■ PROBLEM STATEMENT:
Copy all lines of the listing that include the string "PathBuf".
————————
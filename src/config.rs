//! Layered configuration: defaults, then a TOML file, then environment
//! variables prefixed `ARXCAT_`.

use crate::cli::RunArgs;
use crate::error::{ErrorKind, Result};
use arxcat_pipeline::PipelineOptions;
use exn::ResultExt;
use figment::Figment;
use figment::providers::{Env, Format, Serialized, Toml};
use serde::{Deserialize, Serialize};
use std::path::{Path, PathBuf};

const ENV_PREFIX: &str = "ARXCAT_";

#[derive(Clone, Debug, Deserialize, Serialize, PartialEq)]
#[serde(default, deny_unknown_fields)]
pub struct Config {
    /// Source bucket name.
    pub bucket: String,
    /// Region the bucket lives in.
    pub region: String,
    /// Credentials for the requester-pays bucket. Optional so that purely
    /// local validation never requires them.
    pub access_key_id: Option<String>,
    pub secret_access_key: Option<String>,
    /// Members validated concurrently per archive.
    pub concurrency: usize,
    /// Maximum accepted archive nesting depth.
    pub max_depth: usize,
    /// Registry JSON file loaded before and saved after each run.
    pub registry: Option<PathBuf>,
}

impl Default for Config {
    fn default() -> Self {
        let defaults = PipelineOptions::default();
        Self {
            bucket: "arxiv".to_string(),
            region: "us-east-1".to_string(),
            access_key_id: None,
            secret_access_key: None,
            concurrency: defaults.concurrency,
            max_depth: defaults.max_depth,
            registry: None,
        }
    }
}

impl Config {
    /// Load configuration, lowest precedence first: built-in defaults, the
    /// TOML file (explicit path, or the platform config directory), then
    /// `ARXCAT_*` environment variables.
    pub fn load(explicit: Option<&Path>) -> Result<Self> {
        let mut figment = Figment::from(Serialized::defaults(Config::default()));
        if let Some(path) = explicit.map(Path::to_path_buf).or_else(default_config_file) {
            figment = figment.merge(Toml::file(path));
        }
        let config: Config = figment
            .merge(Env::prefixed(ENV_PREFIX))
            .extract()
            .or_raise(|| ErrorKind::Config("cannot load configuration".to_string()))?;
        config.validate()?;
        Ok(config)
    }

    fn validate(&self) -> Result<()> {
        if self.concurrency == 0 {
            exn::bail!(ErrorKind::Config("`concurrency` must be at least 1".to_string()));
        }
        if self.max_depth == 0 {
            exn::bail!(ErrorKind::Config("`max_depth` must be at least 1".to_string()));
        }
        if self.bucket.is_empty() {
            exn::bail!(ErrorKind::Config("`bucket` must not be empty".to_string()));
        }
        Ok(())
    }

    /// Fold command-line overrides over the loaded configuration.
    #[must_use]
    pub fn with_overrides(mut self, run: &RunArgs) -> Self {
        if let Some(concurrency) = run.concurrency {
            self.concurrency = concurrency;
        }
        if let Some(max_depth) = run.max_depth {
            self.max_depth = max_depth;
        }
        if let Some(registry) = &run.registry {
            self.registry = Some(registry.clone());
        }
        self
    }

    #[must_use]
    pub fn pipeline_options(&self) -> PipelineOptions {
        PipelineOptions { concurrency: self.concurrency, max_depth: self.max_depth }
    }

    /// Credentials, or [`ErrorKind::Credentials`] for operations that must
    /// talk to the bucket.
    pub fn credentials(&self) -> Result<(String, String)> {
        match (&self.access_key_id, &self.secret_access_key) {
            (Some(id), Some(secret)) => Ok((id.clone(), secret.clone())),
            _ => exn::bail!(ErrorKind::Credentials),
        }
    }
}

fn default_config_file() -> Option<PathBuf> {
    let dirs = directories::ProjectDirs::from("", "", "arxcat")?;
    Some(dirs.config_dir().join("config.toml"))
}

#[cfg(test)]
mod tests {
    use super::*;

    #[test]
    fn defaults_apply_without_any_source() {
        figment::Jail::expect_with(|jail| {
            jail.clear_env();
            let config = Config::load(None).unwrap();
            assert_eq!(config, Config::default());
            Ok(())
        });
    }

    #[test]
    fn toml_file_overrides_defaults() {
        figment::Jail::expect_with(|jail| {
            jail.clear_env();
            jail.create_file("arxcat.toml", "bucket = \"mirror\"\nconcurrency = 2\n")?;
            let config = Config::load(Some(Path::new("arxcat.toml"))).unwrap();
            assert_eq!(config.bucket, "mirror");
            assert_eq!(config.concurrency, 2);
            assert_eq!(config.max_depth, Config::default().max_depth);
            Ok(())
        });
    }

    #[test]
    fn environment_overrides_file() {
        figment::Jail::expect_with(|jail| {
            jail.clear_env();
            jail.create_file("arxcat.toml", "region = \"eu-west-1\"\n")?;
            jail.set_env("ARXCAT_REGION", "us-west-2");
            let config = Config::load(Some(Path::new("arxcat.toml"))).unwrap();
            assert_eq!(config.region, "us-west-2");
            Ok(())
        });
    }

    #[test]
    fn zero_concurrency_rejected() {
        figment::Jail::expect_with(|jail| {
            jail.clear_env();
            jail.set_env("ARXCAT_CONCURRENCY", "0");
            let err = Config::load(None).unwrap_err();
            assert!(matches!(&*err, ErrorKind::Config(_)));
            Ok(())
        });
    }

    #[test]
    fn cli_overrides_win() {
        let run = RunArgs {
            concurrency: Some(16),
            max_depth: None,
            registry: Some(PathBuf::from("reg.json")),
            report: None,
        };
        let config = Config::default().with_overrides(&run);
        assert_eq!(config.concurrency, 16);
        assert_eq!(config.max_depth, Config::default().max_depth);
        assert_eq!(config.registry, Some(PathBuf::from("reg.json")));
    }

    #[test]
    fn credentials_required_together() {
        let mut config = Config::default();
        assert!(config.credentials().is_err());
        config.access_key_id = Some("id".to_string());
        assert!(config.credentials().is_err());
        config.secret_access_key = Some("secret".to_string());
        assert_eq!(config.credentials().unwrap(), ("id".to_string(), "secret".to_string()));
    }
}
————————
■ ANSWER SECTION:
use std::path::{Path, PathBuf};
    pub registry: Option<PathBuf>,
fn default_config_file() -> Option<PathBuf> {
            registry: Some(PathBuf::from("reg.json")),
        assert_eq!(config.registry, Some(PathBuf::from("reg.json")));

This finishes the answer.